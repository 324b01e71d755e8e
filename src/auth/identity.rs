use uuid::Uuid;

use crate::models::{OrgKeyScope, OrgMember, UserRole};

/// A human user resolved from a `usr_` API key.
#[derive(Debug, Clone)]
pub struct UserIdentity {
    pub user_id: Uuid,
    pub username: String,
    pub role: UserRole,
}

/// An organization resolved from an `org_` API key. The scope comes from the
/// specific key that matched, not from the organization as a whole.
#[derive(Debug, Clone)]
pub struct OrganizationIdentity {
    pub organization_id: Uuid,
    pub name: String,
    pub scope: OrgKeyScope,
    pub owner: String,
    pub members: Vec<OrgMember>,
}

/// The caller of one request. Built fresh by the credential resolver,
/// attached as a request extension, and discarded with the request.
#[derive(Debug, Clone)]
pub enum Identity {
    Anonymous,
    User(UserIdentity),
    Organization(OrganizationIdentity),
}

impl Identity {
    #[allow(dead_code)] // Used in tests
    pub fn is_anonymous(&self) -> bool {
        matches!(self, Identity::Anonymous)
    }

    pub fn as_user(&self) -> Option<&UserIdentity> {
        match self {
            Identity::User(user) => Some(user),
            _ => None,
        }
    }

    pub fn as_organization(&self) -> Option<&OrganizationIdentity> {
        match self {
            Identity::Organization(org) => Some(org),
            _ => None,
        }
    }

    /// Whether the caller is a platform admin (user credential with the
    /// admin role).
    pub fn is_platform_admin(&self) -> bool {
        matches!(self, Identity::User(user) if user.role == UserRole::Admin)
    }

    /// Short label for log lines.
    pub fn kind(&self) -> &'static str {
        match self {
            Identity::Anonymous => "anonymous",
            Identity::User(_) => "user",
            Identity::Organization(_) => "organization",
        }
    }
}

---------------

What's wanted here is every record, retyped exactly as shown above.

repository 324b01e71d755e8e
filename src/auth/identity.rs
use uuid::Uuid;

use crate::models::{OrgKeyScope, OrgMember, UserRole};

/// A human user resolved from a `usr_` API key.
#[derive(Debug, Clone)]
pub struct UserIdentity {
    pub user_id: Uuid,
    pub username: String,
    pub role: UserRole,
}

/// An organization resolved from an `org_` API key. The scope comes from the
/// specific key that matched, not from the organization as a whole.
#[derive(Debug, Clone)]
pub struct OrganizationIdentity {
    pub organization_id: Uuid,
    pub name: String,
    pub scope: OrgKeyScope,
    pub owner: String,
    pub members: Vec<OrgMember>,
}

/// The caller of one request. Built fresh by the credential resolver,
/// attached as a request extension, and discarded with the request.
#[derive(Debug, Clone)]
pub enum Identity {
    Anonymous,
    User(UserIdentity),
    Organization(OrganizationIdentity),
}

impl Identity {
    #[allow(dead_code)] // Used in tests
    pub fn is_anonymous(&self) -> bool {
        matches!(self, Identity::Anonymous)
    }

    pub fn as_user(&self) -> Option<&UserIdentity> {
        match self {
            Identity::User(user) => Some(user),
            _ => None,
        }
    }

    pub fn as_organization(&self) -> Option<&OrganizationIdentity> {
        match self {
            Identity::Organization(org) => Some(org),
            _ => None,
        }
    }

    /// Whether the caller is a platform admin (user credential with the
    /// admin role).
    pub fn is_platform_admin(&self) -> bool {
        matches!(self, Identity::User(user) if user.role == UserRole::Admin)
    }

    /// Short label for log lines.
    pub fn kind(&self) -> &'static str {
        match self {
            Identity::Anonymous => "anonymous",
            Identity::User(_) => "user",
            Identity::Organization(_) => "organization",
        }
    }
}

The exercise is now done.